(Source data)
---+---
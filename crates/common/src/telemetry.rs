use opentelemetry::KeyValue;
use opentelemetry::global;
use opentelemetry_otlp::WithExportConfig;
use opentelemetry_sdk::{
    Resource,
    metrics::{PeriodicReader, SdkMeterProvider},
    propagation::TraceContextPropagator,
    trace::{Sampler, SdkTracerProvider},
};
use std::time::Duration;

/// Installs the global OpenTelemetry tracer and meter providers and shuts them
/// down gracefully when dropped.
///
/// Must be created before [`crate::setup_logging`] so the tracing bridge picks
/// up the installed tracer provider.
///
/// # Example
/// ```ignore
/// let _telemetry = TelemetryGuard::init("gateway", "http://localhost:4317")?;
/// common::setup_logging(LogLevel::Info, Environment::Production, Some("gateway"));
/// ```
pub struct TelemetryGuard {
    tracer_provider: SdkTracerProvider,
    meter_provider: SdkMeterProvider,
}

impl TelemetryGuard {
    /// Initialize OTLP span and metric export to `endpoint`
    /// (e.g. "http://localhost:4317").
    pub fn init(service_name: &str, endpoint: &str) -> anyhow::Result<Self> {
        global::set_text_map_propagator(TraceContextPropagator::new());

        let resource = Resource::builder()
            .with_attributes([
                KeyValue::new(
                    opentelemetry_semantic_conventions::attribute::SERVICE_NAME,
                    service_name.to_string(),
                ),
                KeyValue::new(
                    opentelemetry_semantic_conventions::attribute::SERVICE_VERSION,
                    env!("CARGO_PKG_VERSION"),
                ),
            ])
            .build();

        let span_exporter = opentelemetry_otlp::SpanExporter::builder()
            .with_tonic()
            .with_endpoint(endpoint)
            .build()?;

        let tracer_provider = SdkTracerProvider::builder()
            .with_resource(resource.clone())
            .with_sampler(Sampler::ParentBased(Box::new(Sampler::AlwaysOn)))
            .with_batch_exporter(span_exporter)
            .build();

        global::set_tracer_provider(tracer_provider.clone());

        let metric_exporter = opentelemetry_otlp::MetricExporter::builder()
            .with_tonic()
            .with_endpoint(endpoint)
            .build()?;

        let reader = PeriodicReader::builder(metric_exporter)
            .with_interval(Duration::from_secs(10))
            .build();

        let meter_provider = SdkMeterProvider::builder()
            .with_resource(resource)
            .with_reader(reader)
            .build();

        global::set_meter_provider(meter_provider.clone());

        Ok(Self {
            tracer_provider,
            meter_provider,
        })
    }
}

impl Drop for TelemetryGuard {
    fn drop(&mut self) {
        if let Err(e) = self.tracer_provider.shutdown() {
            eprintln!("Failed to shutdown tracer provider: {:?}", e);
        }
        if let Err(e) = self.meter_provider.shutdown() {
            eprintln!("Failed to shutdown meter provider: {:?}", e);
        }
    }
}

/// Creates an info-level span and enters it.
#[macro_export]
macro_rules! span {
    ($name:literal) => {
        tracing::info_span!($name).entered()
    };
}
//! Fan-out search across every configured offer source.

pub mod filters;
pub mod orchestrator;
pub mod registry;

pub use orchestrator::SearchOrchestrator;
pub use registry::ProviderRegistry;
use altis_core::{CoreError, FlightProvider, LegResult, LegSearch, ProviderId, SearchRequest, SearchResponse};
use altis_store::app_config::SearchConfig;
use futures::future::join_all;
use std::sync::Arc;
use std::time::{Duration, Instant};
use tokio_util::sync::CancellationToken;
use tracing::{error, info, info_span, warn, Instrument};
use uuid::Uuid;

use crate::filters::merge_leg;
use crate::registry::ProviderRegistry;

/// Scatter-gather over (leg x provider). Stateless between searches.
pub struct SearchOrchestrator {
    providers: Vec<Arc<dyn FlightProvider>>,
    provider_deadline: Duration,
}

impl SearchOrchestrator {
    pub fn new(providers: Vec<Arc<dyn FlightProvider>>, provider_deadline: Duration) -> Self {
        Self { providers, provider_deadline }
    }

    pub fn from_registry(registry: &ProviderRegistry, config: &SearchConfig) -> Self {
        Self::new(registry.providers().to_vec(), config.provider_deadline())
    }

    pub fn provider_ids(&self) -> Vec<ProviderId> {
        self.providers.iter().map(|p| p.id()).collect()
    }

    /// Run a search across every provider.
    ///
    /// Only a structurally invalid request is an error. Provider problems
    /// show up as fewer flights (or, for place resolution, a leg failure).
    /// Dropping the returned future cancels all outstanding provider work.
    pub async fn search(&self, request: SearchRequest) -> Result<SearchResponse, CoreError> {
        request.validate()?;

        let request_id = Uuid::new_v4();
        let span = info_span!("search", %request_id, legs = request.legs.len());

        async move {
            let started = Instant::now();
            let cancel = CancellationToken::new();
            let _abandon = cancel.clone().drop_guard();

            let legs = join_all(
                request
                    .leg_searches()
                    .into_iter()
                    .map(|search| self.search_leg(search, &cancel)),
            )
            .await;

            info!(
                offers = legs.iter().map(|l| l.flights.len()).sum::<usize>(),
                elapsed_ms = started.elapsed().as_millis() as u64,
                "Search complete"
            );
            Ok(SearchResponse { legs })
        }
        .instrument(span)
        .await
    }

    async fn search_leg(&self, search: LegSearch, cancel: &CancellationToken) -> LegResult {
        let leg_index = search.leg_index;
        let filters = search.filters.clone();

        let tasks: Vec<_> = self
            .providers
            .iter()
            .map(|provider| {
                let id = provider.id();
                let span = info_span!("provider", provider = %id, leg_index);
                let task = run_provider(provider.clone(), search.clone(), cancel.child_token(), self.provider_deadline);
                (id, tokio::spawn(task.instrument(span)))
            })
            .collect();

        let mut results = Vec::with_capacity(tasks.len());
        for (id, handle) in tasks {
            match handle.await {
                Ok(result) => results.push(result),
                Err(err) if err.is_panic() => {
                    error!(provider = %id, leg_index, "Provider task panicked, treating as no offers");
                }
                Err(err) => {
                    warn!(provider = %id, leg_index, error = %err, "Provider task did not finish");
                }
            }
        }

        merge_leg(leg_index, results, filters.as_ref())
    }
}

async fn run_provider(
    provider: Arc<dyn FlightProvider>,
    search: LegSearch,
    cancel: CancellationToken,
    deadline: Duration,
) -> LegResult {
    let leg_index = search.leg_index;
    match tokio::time::timeout(deadline, provider.search_leg(search, cancel.clone())).await {
        Ok(result) => result,
        Err(_) => {
            cancel.cancel();
            warn!(deadline_ms = deadline.as_millis() as u64, "Provider exceeded search deadline");
            LegResult::empty(leg_index)
        }
    }
}
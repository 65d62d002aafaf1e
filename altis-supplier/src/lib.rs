//! Offer sources behind the `FlightProvider` contract, plus the outbound
//! plumbing they share: the transient HTTP client, retry policy and place
//! resolution.

pub mod decode;
pub mod duffel;
pub mod http;
pub mod inventory;
pub mod places;
pub mod retry;
pub mod sky_scrapper;
pub mod synthetic;

pub use duffel::DuffelProvider;
pub use http::{HttpTransport, MockReply, MockTransport, ReqwestTransport, TransientClient, UpstreamError};
pub use inventory::InventoryProvider;
pub use places::{PlaceError, PlaceResolver, ResolvedPlace};
pub use retry::RetryPolicy;
pub use sky_scrapper::SkyScrapperProvider;
pub use synthetic::SyntheticProvider;

use altis_core::{Flight, LegResult, ProviderId};
use std::time::Duration;
use tracing::{info, warn};

#[derive(Debug, thiserror::Error)]
pub enum SupplierError {
    #[error(transparent)]
    Upstream(#[from] UpstreamError),

    #[error(transparent)]
    Place(#[from] PlaceError),

    #[error("Inventory lookup failed: {0}")]
    Store(String),

    #[error("Leg search exceeded {0:?}")]
    LegTimeout(Duration),

    #[error("Leg search cancelled")]
    Cancelled,
}

/// Fold a provider's per-leg outcome into the never-failing `LegResult`.
///
/// Place resolution failures are surfaced on the leg; everything else is
/// logged and becomes "zero flights from this provider".
pub fn finish_leg(
    provider: ProviderId,
    leg_index: usize,
    outcome: Result<Vec<Flight>, SupplierError>,
) -> LegResult {
    match outcome {
        Ok(flights) => {
            info!(provider = %provider, leg_index, offers = flights.len(), "Leg search finished");
            LegResult::with_flights(leg_index, flights)
        }
        Err(SupplierError::Place(err)) => {
            warn!(provider = %provider, leg_index, error = %err, "Place resolution failed, leg not searchable");
            LegResult::failed(leg_index, provider, err.to_string())
        }
        Err(err) => {
            warn!(provider = %provider, leg_index, error = %err, "Provider failed for leg, returning no offers");
            LegResult::empty(leg_index)
        }
    }
}
use std::future::Future;
use std::time::Duration;
use tracing::{info, warn};

use crate::http::UpstreamError;

/// Bounded retry with quadratic backoff: the wait after attempt `n` is
/// `base_delay * n²`. Only transient upstream errors are retried.
#[derive(Debug, Clone, PartialEq, Eq)]
pub struct RetryPolicy {
    pub max_attempts: u32,
    pub base_delay: Duration,
}

impl RetryPolicy {
    pub fn new(max_attempts: u32, base_delay: Duration) -> Self {
        Self {
            max_attempts: max_attempts.max(1),
            base_delay,
        }
    }

    pub fn delay_for(&self, attempt: u32) -> Duration {
        self.base_delay.saturating_mul(attempt.saturating_mul(attempt))
    }

    /// Worst-case time spent sleeping between attempts.
    pub fn total_backoff(&self) -> Duration {
        (1..self.max_attempts).map(|n| self.delay_for(n)).sum()
    }
}

impl Default for RetryPolicy {
    fn default() -> Self {
        Self::new(3, Duration::from_millis(500))
    }
}

/// Run `operation` until it succeeds, fails fatally, or the attempt ceiling
/// is reached. The closure receives the 1-based attempt number.
pub async fn with_retry<T, F, Fut>(
    policy: &RetryPolicy,
    label: &str,
    mut operation: F,
) -> Result<T, UpstreamError>
where
    F: FnMut(u32) -> Fut,
    Fut: Future<Output = Result<T, UpstreamError>>,
{
    let mut attempt = 1;
    loop {
        match operation(attempt).await {
            Ok(value) => {
                if attempt > 1 {
                    info!(call = label, attempt, "Upstream call succeeded after retry");
                }
                return Ok(value);
            }
            Err(err) if err.is_transient() && attempt < policy.max_attempts => {
                let delay = policy.delay_for(attempt);
                warn!(
                    call = label,
                    attempt,
                    max_attempts = policy.max_attempts,
                    delay_ms = delay.as_millis() as u64,
                    error = %err,
                    "Transient upstream failure, backing off"
                );
                tokio::time::sleep(delay).await;
                attempt += 1;
            }
            Err(err) => return Err(err),
        }
    }
}

#[cfg(test)]
mod tests {
    use super::*;
    use std::sync::atomic::{AtomicU32, Ordering};
    use tokio::time::Instant;

    fn unavailable() -> UpstreamError {
        UpstreamError::Status { status: 503, message: "busy".into() }
    }

    #[test]
    fn test_backoff_is_quadratic() {
        let policy = RetryPolicy::new(3, Duration::from_millis(100));
        assert_eq!(policy.delay_for(1), Duration::from_millis(100));
        assert_eq!(policy.delay_for(2), Duration::from_millis(400));
        assert_eq!(policy.delay_for(3), Duration::from_millis(900));
        assert_eq!(policy.total_backoff(), Duration::from_millis(500));
        assert_eq!(RetryPolicy::new(0, Duration::ZERO).max_attempts, 1);
    }

    #[tokio::test(start_paused = true)]
    async fn test_retries_transient_until_success() {
        let calls = AtomicU32::new(0);
        let policy = RetryPolicy::new(3, Duration::from_millis(100));
        let started = Instant::now();

        let result = with_retry(&policy, "test", |_| {
            let n = calls.fetch_add(1, Ordering::SeqCst) + 1;
            async move { if n < 3 { Err(unavailable()) } else { Ok(n) } }
        })
        .await;

        assert_eq!(result.unwrap(), 3);
        assert_eq!(calls.load(Ordering::SeqCst), 3);
        // 100ms after attempt 1, 400ms after attempt 2
        let waited = started.elapsed();
        assert!(waited >= Duration::from_millis(500) && waited < Duration::from_millis(520));
    }

    #[tokio::test(start_paused = true)]
    async fn test_gives_up_at_ceiling() {
        let calls = AtomicU32::new(0);
        let policy = RetryPolicy::new(3, Duration::from_millis(10));

        let result: Result<(), _> = with_retry(&policy, "test", |_| {
            calls.fetch_add(1, Ordering::SeqCst);
            async { Err(UpstreamError::Timeout(Duration::from_secs(1))) }
        })
        .await;

        assert!(matches!(result, Err(UpstreamError::Timeout(_))));
        assert_eq!(calls.load(Ordering::SeqCst), 3);
    }

    #[tokio::test(start_paused = true)]
    async fn test_fatal_errors_are_not_retried() {
        let calls = AtomicU32::new(0);

        let result: Result<(), _> = with_retry(&RetryPolicy::default(), "test", |_| {
            calls.fetch_add(1, Ordering::SeqCst);
            async { Err(UpstreamError::Status { status: 400, message: "bad request".into() }) }
        })
        .await;

        assert!(matches!(result, Err(UpstreamError::Status { status: 400, .. })));
        assert_eq!(calls.load(Ordering::SeqCst), 1);
    }
}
---+---
◆ **Task brief**:
Among the lines above, find those containing the word "CoreError" and copy each.

◆ **Your response**:
use altis_core::{CoreError, FlightProvider, LegResult, LegSearch, ProviderId, SearchRequest, SearchResponse};
    pub async fn search(&self, request: SearchRequest) -> Result<SearchResponse, CoreError> {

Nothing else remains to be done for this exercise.